The records
┄┄┄┄┄┄

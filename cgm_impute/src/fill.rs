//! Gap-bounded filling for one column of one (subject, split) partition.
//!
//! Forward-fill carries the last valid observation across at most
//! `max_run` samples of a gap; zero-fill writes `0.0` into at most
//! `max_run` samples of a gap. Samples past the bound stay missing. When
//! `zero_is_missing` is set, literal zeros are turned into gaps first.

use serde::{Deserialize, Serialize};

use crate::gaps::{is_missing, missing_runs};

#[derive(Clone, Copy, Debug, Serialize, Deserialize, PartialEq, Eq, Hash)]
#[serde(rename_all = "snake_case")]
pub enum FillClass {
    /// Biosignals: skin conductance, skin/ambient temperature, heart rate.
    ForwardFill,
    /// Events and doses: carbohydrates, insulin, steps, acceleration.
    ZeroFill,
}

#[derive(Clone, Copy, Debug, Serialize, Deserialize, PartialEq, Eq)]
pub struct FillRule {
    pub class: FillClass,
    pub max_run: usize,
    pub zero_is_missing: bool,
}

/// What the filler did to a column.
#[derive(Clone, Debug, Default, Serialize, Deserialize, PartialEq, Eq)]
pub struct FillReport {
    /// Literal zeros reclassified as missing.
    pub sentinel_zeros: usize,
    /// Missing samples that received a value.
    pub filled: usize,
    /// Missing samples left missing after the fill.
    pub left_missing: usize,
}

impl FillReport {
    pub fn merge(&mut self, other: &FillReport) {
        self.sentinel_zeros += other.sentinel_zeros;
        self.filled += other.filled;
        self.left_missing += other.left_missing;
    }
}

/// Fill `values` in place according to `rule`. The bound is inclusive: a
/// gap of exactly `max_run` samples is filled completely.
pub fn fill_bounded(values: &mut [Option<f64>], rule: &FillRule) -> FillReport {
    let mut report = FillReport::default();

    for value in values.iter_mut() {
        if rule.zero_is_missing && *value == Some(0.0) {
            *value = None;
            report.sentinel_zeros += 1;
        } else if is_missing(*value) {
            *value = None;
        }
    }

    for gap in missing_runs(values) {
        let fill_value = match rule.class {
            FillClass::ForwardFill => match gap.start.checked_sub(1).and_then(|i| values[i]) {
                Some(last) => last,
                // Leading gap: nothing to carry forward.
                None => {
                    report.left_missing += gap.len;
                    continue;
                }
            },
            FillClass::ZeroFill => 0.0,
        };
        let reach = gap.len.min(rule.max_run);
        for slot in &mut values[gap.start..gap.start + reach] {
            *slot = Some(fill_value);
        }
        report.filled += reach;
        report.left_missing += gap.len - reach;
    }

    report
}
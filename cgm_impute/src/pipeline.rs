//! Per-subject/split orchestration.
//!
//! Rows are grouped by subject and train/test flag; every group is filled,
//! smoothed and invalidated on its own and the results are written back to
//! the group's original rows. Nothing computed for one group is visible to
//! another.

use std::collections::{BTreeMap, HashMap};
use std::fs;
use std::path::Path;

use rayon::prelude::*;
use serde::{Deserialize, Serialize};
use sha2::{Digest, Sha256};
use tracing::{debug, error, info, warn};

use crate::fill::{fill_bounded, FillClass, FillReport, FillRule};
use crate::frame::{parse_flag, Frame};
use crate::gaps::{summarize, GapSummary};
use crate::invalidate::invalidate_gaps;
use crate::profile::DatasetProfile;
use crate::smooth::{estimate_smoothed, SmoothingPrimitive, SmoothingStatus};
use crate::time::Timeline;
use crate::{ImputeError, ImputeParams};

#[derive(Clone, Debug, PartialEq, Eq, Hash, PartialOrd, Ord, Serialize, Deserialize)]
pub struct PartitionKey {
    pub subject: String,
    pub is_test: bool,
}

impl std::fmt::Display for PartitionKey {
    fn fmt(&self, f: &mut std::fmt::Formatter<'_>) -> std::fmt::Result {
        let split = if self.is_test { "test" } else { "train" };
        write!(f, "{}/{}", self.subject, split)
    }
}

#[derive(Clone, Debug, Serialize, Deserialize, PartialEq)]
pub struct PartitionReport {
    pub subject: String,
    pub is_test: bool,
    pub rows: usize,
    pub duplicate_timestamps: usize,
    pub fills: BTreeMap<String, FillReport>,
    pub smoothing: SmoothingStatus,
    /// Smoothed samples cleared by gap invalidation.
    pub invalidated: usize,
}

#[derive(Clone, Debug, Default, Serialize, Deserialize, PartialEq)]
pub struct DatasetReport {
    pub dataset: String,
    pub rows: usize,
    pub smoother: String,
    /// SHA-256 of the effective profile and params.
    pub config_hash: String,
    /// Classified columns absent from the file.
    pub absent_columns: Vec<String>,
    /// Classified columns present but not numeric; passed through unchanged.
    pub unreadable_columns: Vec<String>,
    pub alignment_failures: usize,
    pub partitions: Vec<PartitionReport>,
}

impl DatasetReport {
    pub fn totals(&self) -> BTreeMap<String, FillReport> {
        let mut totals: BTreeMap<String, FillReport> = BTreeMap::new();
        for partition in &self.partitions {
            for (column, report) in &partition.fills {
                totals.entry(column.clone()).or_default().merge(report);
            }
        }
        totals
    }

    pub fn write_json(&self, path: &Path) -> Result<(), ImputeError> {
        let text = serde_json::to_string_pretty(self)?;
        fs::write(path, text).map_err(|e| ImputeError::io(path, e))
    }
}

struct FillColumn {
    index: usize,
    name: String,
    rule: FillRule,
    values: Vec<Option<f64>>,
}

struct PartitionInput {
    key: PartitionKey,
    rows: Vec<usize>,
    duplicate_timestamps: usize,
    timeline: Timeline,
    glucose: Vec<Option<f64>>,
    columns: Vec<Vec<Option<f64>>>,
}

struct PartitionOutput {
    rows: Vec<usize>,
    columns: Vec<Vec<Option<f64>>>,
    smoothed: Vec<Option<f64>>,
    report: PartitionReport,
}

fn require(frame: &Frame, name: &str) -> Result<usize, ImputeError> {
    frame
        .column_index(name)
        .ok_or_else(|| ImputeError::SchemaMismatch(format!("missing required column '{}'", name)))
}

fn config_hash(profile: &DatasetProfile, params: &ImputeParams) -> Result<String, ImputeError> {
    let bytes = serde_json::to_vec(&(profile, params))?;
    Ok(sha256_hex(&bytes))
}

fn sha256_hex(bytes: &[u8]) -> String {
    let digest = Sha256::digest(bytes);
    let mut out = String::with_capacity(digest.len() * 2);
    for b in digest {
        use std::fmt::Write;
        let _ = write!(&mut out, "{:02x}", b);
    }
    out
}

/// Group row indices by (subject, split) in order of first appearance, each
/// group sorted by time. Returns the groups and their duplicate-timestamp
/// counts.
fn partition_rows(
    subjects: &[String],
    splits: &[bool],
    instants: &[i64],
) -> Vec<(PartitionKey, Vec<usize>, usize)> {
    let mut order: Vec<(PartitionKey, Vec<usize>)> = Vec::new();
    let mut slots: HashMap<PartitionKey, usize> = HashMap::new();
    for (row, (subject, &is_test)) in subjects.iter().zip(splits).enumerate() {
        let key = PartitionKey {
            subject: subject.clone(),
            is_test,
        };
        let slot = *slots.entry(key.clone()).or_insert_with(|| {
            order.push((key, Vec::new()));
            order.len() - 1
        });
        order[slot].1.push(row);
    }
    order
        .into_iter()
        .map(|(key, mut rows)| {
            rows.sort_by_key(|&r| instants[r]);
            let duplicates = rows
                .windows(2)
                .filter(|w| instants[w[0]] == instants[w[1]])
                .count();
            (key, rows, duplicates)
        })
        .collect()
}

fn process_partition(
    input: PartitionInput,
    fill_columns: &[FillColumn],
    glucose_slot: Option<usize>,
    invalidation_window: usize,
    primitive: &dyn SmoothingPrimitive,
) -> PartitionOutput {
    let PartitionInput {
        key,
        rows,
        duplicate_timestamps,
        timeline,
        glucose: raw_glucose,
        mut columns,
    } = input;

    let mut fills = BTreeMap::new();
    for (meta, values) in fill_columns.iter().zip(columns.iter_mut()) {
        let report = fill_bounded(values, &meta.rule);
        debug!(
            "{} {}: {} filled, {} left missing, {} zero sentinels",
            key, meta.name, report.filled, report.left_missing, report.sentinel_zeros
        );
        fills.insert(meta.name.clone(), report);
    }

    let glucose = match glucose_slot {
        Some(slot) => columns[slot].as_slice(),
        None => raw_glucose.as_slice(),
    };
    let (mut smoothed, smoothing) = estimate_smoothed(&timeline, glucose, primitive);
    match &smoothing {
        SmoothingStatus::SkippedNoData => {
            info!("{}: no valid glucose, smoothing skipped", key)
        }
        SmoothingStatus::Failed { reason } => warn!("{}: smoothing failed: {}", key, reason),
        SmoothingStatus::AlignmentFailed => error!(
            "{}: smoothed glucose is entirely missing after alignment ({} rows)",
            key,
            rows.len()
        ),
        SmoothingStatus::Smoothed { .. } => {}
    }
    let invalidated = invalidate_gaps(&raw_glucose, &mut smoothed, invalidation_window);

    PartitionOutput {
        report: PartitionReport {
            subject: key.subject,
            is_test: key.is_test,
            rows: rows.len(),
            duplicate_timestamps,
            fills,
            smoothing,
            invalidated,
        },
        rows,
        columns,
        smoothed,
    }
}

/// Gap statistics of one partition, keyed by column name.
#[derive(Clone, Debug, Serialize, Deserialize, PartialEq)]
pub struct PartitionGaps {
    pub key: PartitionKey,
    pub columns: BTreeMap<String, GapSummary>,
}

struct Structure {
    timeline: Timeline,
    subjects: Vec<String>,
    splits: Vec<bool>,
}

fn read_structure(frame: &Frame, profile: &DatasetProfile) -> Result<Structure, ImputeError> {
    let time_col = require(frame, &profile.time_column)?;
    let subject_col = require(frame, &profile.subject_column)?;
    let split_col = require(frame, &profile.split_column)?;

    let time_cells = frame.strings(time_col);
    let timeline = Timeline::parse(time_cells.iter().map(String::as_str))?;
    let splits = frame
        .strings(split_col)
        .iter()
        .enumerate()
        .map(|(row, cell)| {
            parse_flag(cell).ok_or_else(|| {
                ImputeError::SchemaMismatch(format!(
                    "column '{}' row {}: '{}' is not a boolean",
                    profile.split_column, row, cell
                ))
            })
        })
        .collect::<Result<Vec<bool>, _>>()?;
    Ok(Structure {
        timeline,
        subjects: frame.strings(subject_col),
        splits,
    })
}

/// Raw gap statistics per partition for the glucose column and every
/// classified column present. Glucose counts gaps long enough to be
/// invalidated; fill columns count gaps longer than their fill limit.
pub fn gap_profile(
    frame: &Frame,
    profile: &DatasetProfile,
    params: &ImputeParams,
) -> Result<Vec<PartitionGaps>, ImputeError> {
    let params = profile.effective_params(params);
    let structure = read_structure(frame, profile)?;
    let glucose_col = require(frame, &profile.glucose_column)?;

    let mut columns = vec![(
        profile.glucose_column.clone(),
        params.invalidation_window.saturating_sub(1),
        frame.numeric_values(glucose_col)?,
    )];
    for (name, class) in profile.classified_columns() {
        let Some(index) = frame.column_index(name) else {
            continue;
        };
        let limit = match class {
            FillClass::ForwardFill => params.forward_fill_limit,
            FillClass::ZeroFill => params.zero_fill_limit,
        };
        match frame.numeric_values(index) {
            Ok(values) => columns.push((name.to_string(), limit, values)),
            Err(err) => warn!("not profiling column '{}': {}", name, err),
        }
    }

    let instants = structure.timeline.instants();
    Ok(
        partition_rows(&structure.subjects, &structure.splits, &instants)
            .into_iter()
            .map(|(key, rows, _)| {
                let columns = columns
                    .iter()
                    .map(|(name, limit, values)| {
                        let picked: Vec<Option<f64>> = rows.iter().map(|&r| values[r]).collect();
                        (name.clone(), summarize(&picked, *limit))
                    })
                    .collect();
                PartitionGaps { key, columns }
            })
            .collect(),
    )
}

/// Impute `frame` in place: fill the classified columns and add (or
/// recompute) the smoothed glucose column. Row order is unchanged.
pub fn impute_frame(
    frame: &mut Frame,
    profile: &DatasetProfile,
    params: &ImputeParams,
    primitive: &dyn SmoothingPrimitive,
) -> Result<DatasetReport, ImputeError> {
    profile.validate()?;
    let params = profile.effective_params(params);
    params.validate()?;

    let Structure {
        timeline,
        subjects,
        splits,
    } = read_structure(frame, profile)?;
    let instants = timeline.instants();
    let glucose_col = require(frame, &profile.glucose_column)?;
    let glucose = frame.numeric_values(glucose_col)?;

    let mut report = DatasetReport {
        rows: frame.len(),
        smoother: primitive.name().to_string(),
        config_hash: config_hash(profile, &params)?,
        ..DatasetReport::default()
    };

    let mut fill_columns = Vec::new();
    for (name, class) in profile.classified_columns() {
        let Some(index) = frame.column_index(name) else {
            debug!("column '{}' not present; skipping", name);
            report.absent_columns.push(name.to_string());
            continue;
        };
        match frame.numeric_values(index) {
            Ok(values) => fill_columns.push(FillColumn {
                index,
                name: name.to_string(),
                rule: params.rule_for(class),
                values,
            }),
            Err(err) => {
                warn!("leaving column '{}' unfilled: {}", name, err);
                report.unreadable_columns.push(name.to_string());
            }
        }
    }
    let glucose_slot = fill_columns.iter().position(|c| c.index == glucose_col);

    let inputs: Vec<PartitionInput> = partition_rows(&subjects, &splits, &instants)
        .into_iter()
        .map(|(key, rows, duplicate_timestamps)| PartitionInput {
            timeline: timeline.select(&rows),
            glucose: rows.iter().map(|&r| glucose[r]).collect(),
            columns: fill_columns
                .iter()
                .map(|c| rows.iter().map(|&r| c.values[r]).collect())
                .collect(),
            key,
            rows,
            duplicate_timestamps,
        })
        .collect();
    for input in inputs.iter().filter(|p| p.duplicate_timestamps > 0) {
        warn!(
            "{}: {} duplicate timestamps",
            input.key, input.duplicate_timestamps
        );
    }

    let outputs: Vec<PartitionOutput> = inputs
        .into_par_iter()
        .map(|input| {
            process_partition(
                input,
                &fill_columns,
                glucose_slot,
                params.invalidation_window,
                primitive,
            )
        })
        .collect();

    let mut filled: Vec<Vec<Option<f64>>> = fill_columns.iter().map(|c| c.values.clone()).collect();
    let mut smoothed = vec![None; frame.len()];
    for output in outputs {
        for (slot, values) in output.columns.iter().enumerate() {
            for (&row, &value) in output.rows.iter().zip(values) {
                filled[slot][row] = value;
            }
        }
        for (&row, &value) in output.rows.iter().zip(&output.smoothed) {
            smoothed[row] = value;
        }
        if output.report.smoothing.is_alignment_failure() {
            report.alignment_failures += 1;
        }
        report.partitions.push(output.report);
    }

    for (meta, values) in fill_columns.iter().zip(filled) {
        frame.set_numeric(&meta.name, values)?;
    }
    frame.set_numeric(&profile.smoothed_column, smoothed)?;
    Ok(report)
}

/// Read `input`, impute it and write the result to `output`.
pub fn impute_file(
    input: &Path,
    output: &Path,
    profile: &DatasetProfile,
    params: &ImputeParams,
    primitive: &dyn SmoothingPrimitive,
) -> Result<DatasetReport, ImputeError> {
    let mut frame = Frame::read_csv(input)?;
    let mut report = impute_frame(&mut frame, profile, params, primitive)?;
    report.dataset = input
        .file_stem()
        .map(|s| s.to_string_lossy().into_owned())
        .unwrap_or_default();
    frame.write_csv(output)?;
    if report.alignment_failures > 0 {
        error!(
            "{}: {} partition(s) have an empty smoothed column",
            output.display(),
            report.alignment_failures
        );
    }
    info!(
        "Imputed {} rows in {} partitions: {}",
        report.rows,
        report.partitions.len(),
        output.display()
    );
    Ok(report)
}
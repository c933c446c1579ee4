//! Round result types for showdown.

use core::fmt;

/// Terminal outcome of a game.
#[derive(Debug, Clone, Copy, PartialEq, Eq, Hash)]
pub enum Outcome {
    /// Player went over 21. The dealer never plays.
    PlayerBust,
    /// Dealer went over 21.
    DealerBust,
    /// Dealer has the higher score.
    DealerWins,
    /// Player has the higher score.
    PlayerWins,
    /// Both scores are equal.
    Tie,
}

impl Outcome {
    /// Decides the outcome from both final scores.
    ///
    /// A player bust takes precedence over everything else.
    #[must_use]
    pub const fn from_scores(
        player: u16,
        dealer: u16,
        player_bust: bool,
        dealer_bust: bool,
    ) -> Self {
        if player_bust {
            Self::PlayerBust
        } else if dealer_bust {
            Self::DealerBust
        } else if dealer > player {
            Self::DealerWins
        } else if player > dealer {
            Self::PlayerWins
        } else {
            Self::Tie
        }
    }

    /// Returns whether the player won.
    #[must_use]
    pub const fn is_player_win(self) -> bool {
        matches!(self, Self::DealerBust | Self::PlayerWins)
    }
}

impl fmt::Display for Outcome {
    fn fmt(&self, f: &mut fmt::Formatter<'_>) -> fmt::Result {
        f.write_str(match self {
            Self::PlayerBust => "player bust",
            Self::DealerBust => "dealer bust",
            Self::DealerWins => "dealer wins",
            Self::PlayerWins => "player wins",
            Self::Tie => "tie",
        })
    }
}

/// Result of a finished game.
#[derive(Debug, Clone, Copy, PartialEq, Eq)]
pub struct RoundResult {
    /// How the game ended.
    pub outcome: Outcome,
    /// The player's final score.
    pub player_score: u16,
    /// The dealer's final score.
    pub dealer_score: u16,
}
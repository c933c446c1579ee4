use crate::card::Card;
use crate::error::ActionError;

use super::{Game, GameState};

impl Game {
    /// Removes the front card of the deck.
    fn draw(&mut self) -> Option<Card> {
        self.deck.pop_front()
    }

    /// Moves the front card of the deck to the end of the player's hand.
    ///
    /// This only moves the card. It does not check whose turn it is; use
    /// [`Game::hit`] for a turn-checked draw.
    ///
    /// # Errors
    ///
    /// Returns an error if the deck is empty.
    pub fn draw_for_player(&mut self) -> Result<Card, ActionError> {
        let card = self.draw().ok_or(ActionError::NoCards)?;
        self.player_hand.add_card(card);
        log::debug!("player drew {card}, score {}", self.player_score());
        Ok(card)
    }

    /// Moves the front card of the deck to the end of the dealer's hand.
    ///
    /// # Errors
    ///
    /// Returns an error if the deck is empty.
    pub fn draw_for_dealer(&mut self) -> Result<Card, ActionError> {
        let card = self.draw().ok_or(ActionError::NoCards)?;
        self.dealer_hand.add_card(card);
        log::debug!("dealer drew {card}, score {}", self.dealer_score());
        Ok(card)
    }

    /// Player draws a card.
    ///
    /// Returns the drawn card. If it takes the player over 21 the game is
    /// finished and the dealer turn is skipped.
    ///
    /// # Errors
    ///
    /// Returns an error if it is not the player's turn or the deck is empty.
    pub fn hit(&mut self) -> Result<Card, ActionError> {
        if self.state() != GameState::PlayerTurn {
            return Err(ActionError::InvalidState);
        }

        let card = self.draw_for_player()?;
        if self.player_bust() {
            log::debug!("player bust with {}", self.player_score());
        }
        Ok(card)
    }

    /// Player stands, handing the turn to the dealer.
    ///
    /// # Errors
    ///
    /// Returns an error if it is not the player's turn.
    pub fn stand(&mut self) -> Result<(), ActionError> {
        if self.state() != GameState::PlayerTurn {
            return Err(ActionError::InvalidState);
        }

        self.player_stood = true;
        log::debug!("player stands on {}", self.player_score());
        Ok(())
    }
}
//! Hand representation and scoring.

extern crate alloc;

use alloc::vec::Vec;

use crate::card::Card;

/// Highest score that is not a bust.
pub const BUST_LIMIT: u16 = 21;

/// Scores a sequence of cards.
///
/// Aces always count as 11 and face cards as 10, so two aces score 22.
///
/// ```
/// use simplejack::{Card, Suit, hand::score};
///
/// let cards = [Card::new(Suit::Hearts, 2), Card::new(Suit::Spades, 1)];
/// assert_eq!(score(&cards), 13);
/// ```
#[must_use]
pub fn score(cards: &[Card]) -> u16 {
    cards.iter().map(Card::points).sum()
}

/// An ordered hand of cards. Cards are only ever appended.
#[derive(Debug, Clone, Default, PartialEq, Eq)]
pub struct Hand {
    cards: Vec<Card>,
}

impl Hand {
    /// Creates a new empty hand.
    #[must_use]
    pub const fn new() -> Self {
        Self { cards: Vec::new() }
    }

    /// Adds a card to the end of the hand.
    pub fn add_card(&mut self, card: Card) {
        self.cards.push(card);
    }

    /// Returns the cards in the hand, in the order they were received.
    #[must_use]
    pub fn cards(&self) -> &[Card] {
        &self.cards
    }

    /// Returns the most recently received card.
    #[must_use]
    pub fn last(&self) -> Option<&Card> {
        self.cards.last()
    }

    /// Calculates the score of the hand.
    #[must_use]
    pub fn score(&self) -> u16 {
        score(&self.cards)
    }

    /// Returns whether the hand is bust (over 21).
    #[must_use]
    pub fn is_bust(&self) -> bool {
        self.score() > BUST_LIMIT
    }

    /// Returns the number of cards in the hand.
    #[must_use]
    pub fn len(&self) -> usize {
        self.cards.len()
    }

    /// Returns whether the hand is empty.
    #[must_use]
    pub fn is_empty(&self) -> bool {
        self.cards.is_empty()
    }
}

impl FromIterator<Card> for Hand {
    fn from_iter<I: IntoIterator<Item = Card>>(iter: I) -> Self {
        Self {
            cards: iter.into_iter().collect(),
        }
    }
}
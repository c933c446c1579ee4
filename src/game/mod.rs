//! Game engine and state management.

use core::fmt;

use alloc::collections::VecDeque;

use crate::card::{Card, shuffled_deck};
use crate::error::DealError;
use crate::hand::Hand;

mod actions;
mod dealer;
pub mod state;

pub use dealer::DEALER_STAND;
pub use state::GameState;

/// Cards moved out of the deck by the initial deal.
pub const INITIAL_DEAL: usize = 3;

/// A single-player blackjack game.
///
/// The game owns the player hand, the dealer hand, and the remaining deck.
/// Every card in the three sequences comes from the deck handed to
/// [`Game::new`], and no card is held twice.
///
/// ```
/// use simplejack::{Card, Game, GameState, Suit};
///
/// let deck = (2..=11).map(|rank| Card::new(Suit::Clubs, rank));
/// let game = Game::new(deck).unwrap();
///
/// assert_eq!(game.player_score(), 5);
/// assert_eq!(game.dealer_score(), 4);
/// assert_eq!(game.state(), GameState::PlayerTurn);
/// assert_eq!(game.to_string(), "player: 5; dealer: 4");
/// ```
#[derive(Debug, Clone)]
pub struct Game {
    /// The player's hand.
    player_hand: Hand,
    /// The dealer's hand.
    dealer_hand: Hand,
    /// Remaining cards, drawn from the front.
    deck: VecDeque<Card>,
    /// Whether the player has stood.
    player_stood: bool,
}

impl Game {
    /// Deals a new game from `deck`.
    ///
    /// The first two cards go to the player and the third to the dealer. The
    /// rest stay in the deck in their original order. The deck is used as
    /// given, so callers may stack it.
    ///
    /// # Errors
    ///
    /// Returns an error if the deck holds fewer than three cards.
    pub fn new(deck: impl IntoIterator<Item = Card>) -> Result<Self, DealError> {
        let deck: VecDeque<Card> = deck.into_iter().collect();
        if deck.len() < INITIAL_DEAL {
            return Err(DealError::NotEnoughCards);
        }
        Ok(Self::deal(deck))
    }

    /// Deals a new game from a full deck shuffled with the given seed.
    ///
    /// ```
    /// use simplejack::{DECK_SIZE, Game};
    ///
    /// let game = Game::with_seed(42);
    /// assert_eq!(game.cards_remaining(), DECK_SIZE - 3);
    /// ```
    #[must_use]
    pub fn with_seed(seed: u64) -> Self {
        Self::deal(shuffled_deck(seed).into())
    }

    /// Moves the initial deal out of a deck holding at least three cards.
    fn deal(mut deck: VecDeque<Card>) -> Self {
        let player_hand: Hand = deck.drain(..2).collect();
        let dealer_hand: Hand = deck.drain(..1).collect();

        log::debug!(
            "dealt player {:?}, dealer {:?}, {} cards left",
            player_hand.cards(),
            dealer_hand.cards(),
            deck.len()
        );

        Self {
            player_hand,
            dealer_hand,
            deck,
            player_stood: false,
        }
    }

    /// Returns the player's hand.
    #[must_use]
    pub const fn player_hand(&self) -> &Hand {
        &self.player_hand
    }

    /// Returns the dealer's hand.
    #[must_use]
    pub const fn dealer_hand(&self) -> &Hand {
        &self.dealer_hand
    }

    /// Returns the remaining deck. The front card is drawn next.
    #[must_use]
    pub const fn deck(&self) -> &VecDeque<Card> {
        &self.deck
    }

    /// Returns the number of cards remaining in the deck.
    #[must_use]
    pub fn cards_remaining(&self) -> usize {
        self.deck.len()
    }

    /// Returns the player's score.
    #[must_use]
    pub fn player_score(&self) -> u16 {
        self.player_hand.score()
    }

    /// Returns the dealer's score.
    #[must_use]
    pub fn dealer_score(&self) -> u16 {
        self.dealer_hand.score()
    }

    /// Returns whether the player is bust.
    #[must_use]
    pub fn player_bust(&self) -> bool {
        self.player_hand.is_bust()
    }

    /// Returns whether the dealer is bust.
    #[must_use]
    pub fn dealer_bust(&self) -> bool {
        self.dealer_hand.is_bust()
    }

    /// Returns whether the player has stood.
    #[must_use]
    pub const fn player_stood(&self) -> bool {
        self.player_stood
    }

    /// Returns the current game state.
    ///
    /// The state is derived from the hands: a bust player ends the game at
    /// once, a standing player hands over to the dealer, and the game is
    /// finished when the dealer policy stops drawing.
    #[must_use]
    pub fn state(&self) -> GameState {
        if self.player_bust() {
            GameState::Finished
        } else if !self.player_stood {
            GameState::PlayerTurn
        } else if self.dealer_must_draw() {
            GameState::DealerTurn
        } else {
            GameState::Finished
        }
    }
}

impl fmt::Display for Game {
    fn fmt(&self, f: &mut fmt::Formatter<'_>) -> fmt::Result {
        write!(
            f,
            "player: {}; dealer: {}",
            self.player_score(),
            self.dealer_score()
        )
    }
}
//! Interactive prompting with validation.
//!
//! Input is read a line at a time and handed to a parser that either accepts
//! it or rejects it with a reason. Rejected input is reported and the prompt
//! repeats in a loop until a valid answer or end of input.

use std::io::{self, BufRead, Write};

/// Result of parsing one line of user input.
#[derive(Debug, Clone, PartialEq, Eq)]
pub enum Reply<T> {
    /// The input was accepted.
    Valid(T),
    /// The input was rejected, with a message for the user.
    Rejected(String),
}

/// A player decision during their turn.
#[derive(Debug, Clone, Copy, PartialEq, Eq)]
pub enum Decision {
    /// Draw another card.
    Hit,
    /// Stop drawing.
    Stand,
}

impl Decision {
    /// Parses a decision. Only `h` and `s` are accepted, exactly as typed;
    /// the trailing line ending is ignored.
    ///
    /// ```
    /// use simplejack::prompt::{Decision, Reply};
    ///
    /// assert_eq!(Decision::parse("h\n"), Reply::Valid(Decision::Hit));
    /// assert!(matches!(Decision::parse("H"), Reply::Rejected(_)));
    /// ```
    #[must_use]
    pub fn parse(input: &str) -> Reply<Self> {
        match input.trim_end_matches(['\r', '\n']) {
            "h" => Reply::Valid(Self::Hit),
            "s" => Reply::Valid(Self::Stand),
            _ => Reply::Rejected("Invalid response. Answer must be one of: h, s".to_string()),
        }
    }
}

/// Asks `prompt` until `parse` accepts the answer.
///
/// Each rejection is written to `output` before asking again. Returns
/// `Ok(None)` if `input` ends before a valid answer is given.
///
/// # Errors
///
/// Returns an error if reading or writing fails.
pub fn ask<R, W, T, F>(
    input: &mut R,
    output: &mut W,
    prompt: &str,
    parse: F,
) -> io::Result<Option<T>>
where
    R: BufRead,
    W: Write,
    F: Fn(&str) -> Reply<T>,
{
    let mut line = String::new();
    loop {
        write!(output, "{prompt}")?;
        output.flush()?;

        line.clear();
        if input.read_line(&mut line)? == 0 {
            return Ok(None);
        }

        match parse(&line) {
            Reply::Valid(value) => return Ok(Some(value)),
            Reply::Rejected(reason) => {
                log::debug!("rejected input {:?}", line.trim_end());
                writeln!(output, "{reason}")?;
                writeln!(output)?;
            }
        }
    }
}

┄┄┄┄┄┄

Problem to solve
Emit, unaltered, the lines from the top of the listing down through the line that holds "to a column."; emit nothing else.

Output for this exercise
filename cgm_impute/src/fill.rs
//! Gap-bounded filling for one column of one (subject, split) partition.
//!
//! Forward-fill carries the last valid observation across at most
//! `max_run` samples of a gap; zero-fill writes `0.0` into at most
//! `max_run` samples of a gap. Samples past the bound stay missing. When
//! `zero_is_missing` is set, literal zeros are turned into gaps first.

use serde::{Deserialize, Serialize};

use crate::gaps::{is_missing, missing_runs};

#[derive(Clone, Copy, Debug, Serialize, Deserialize, PartialEq, Eq, Hash)]
#[serde(rename_all = "snake_case")]
pub enum FillClass {
    /// Biosignals: skin conductance, skin/ambient temperature, heart rate.
    ForwardFill,
    /// Events and doses: carbohydrates, insulin, steps, acceleration.
    ZeroFill,
}

#[derive(Clone, Copy, Debug, Serialize, Deserialize, PartialEq, Eq)]
pub struct FillRule {
    pub class: FillClass,
    pub max_run: usize,
    pub zero_is_missing: bool,
}

/// What the filler did to a column.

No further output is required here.